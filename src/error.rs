//! Error types for the Volume Orchestrator
//!
//! Provides structured error types for all runtime components including
//! the driver registry, storage services, storage drivers and the host
//! mount engine.

use thiserror::Error;

/// Unified error type for the runtime
#[derive(Error, Debug)]
pub enum Error {
    // =========================================================================
    // Internal Errors
    // =========================================================================
    #[error("Internal error: {0}")]
    Internal(String),

    #[error("Configuration error: {0}")]
    Configuration(String),

    #[error("Usage error: {0}")]
    Usage(String),

    // =========================================================================
    // Registry Errors
    // =========================================================================
    #[error("Driver not found: {family}/{name}")]
    DriverNotFound { family: String, name: String },

    #[error("No driver name configured for service: {service}")]
    MissingDriverName { service: String },

    // =========================================================================
    // Storage Driver Errors
    // =========================================================================
    #[error("{kind} not found: {id}")]
    NotFound { kind: String, id: String },

    #[error("Missing {field}")]
    MissingField { field: String },

    #[error("Not implemented: {driver} - {operation}")]
    NotImplemented { driver: String, operation: String },

    // =========================================================================
    // Task Errors
    // =========================================================================
    #[error("Task {task_id} failed: {message}")]
    TaskFailed { task_id: String, message: String },

    #[error("Task {task_id} result does not match schema: {reason}")]
    ResultSchema { task_id: String, reason: String },

    #[error("Task {task_id} was dropped before completion")]
    TaskAborted { task_id: String },

    // =========================================================================
    // Mount Engine Errors
    // =========================================================================
    #[error("Unsupported OS: {0}")]
    UnsupportedOs(String),

    #[error("Unknown file system on device: {device}")]
    UnknownFileSystem { device: String },

    #[error("Unsupported file system: {fs_type}")]
    UnsupportedFileSystem { fs_type: String },

    #[error("Mount failed: {device} -> {mount_point}: {reason}")]
    Mount {
        device: String,
        mount_point: String,
        reason: String,
    },

    // =========================================================================
    // Parse Errors
    // =========================================================================
    #[error("Mount table parse error: {reason} in {line:?}")]
    MountTableParse { line: String, reason: String },

    #[error("Could not parse output of {command}: {reason}")]
    CommandOutputParse { command: String, reason: String },

    // =========================================================================
    // External Command Errors
    // =========================================================================
    #[error("{action} failed (exit code {status}): {args:?} stdout={stdout:?} stderr={stderr:?}")]
    CommandFailed {
        action: String,
        args: Vec<String>,
        stdout: String,
        stderr: String,
        status: i32,
    },

    #[error("Instance metadata unavailable: {0}")]
    InstanceMetadata(String),

    #[error("HTTP error: {0}")]
    Http(#[from] reqwest::Error),

    // =========================================================================
    // IO / Serialization Errors
    // =========================================================================
    #[error("IO error: {0}")]
    Io(#[from] std::io::Error),

    #[error("JSON parse error: {0}")]
    Json(#[from] serde_json::Error),

    #[error("Configuration source error: {0}")]
    ConfigSource(#[from] ::config::ConfigError),
}

impl Error {
    /// Entity lookup error
    pub fn not_found(kind: impl Into<String>, id: impl Into<String>) -> Self {
        Error::NotFound {
            kind: kind.into(),
            id: id.into(),
        }
    }

    /// Required identifier was empty
    pub fn missing(field: impl Into<String>) -> Self {
        Error::MissingField {
            field: field.into(),
        }
    }

    pub fn missing_volume_id() -> Self {
        Self::missing("volume ID")
    }

    pub fn missing_volume_name() -> Self {
        Self::missing("volume name")
    }

    /// Capability deliberately unsupported by a driver
    pub fn not_implemented(driver: impl Into<String>, operation: impl Into<String>) -> Self {
        Error::NotImplemented {
            driver: driver.into(),
            operation: operation.into(),
        }
    }

    /// Check if this error reports an absent entity
    pub fn is_not_found(&self) -> bool {
        matches!(self, Error::NotFound { .. })
    }

    /// Check if this error reports an unsupported capability
    pub fn is_not_implemented(&self) -> bool {
        matches!(self, Error::NotImplemented { .. })
    }

    /// Check if this error was raised before any external call was made
    pub fn is_validation(&self) -> bool {
        matches!(
            self,
            Error::MissingField { .. }
                | Error::Configuration(_)
                | Error::ConfigSource(_)
                | Error::Usage(_)
                | Error::MissingDriverName { .. }
                | Error::UnsupportedFileSystem { .. }
        )
    }
}

/// Result type alias for the runtime
pub type Result<T> = std::result::Result<T, Error>;

#[cfg(test)]
mod tests {
    use super::*;

    #[test]
    fn test_error_classification() {
        let err = Error::missing_volume_id();
        assert!(err.is_validation());
        assert!(!err.is_not_found());
        assert_eq!(err.to_string(), "Missing volume ID");

        let err = Error::not_found("Volume", "vol-1");
        assert!(err.is_not_found());
        assert!(!err.is_validation());
        assert_eq!(err.to_string(), "Volume not found: vol-1");

        let err = Error::not_implemented("efs", "snapshots");
        assert!(err.is_not_implemented());
    }

    #[test]
    fn test_command_failed_carries_output() {
        let err = Error::CommandFailed {
            action: "objectivefsMount".into(),
            args: vec!["mount".into(), "-t".into(), "objectivefs".into()],
            stdout: String::new(),
            stderr: "bad passphrase".into(),
            status: 1,
        };
        let text = err.to_string();
        assert!(text.contains("objectivefsMount"));
        assert!(text.contains("bad passphrase"));
    }
}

===============

Give again only the lines starting at the one that contains "use super::*;" and running to the end of the data.

Task answer.
    use super::*;

    #[test]
    fn test_error_classification() {
        let err = Error::missing_volume_id();
        assert!(err.is_validation());
        assert!(!err.is_not_found());
        assert_eq!(err.to_string(), "Missing volume ID");

        let err = Error::not_found("Volume", "vol-1");
        assert!(err.is_not_found());
        assert!(!err.is_validation());
        assert_eq!(err.to_string(), "Volume not found: vol-1");

        let err = Error::not_implemented("efs", "snapshots");
        assert!(err.is_not_implemented());
    }

    #[test]
    fn test_command_failed_carries_output() {
        let err = Error::CommandFailed {
            action: "objectivefsMount".into(),
            args: vec!["mount".into(), "-t".into(), "objectivefs".into()],
            stdout: String::new(),
            stderr: "bad passphrase".into(),
            status: 1,
        };
        let text = err.to_string();
        assert!(text.contains("objectivefsMount"));
        assert!(text.contains("bad passphrase"));
    }
}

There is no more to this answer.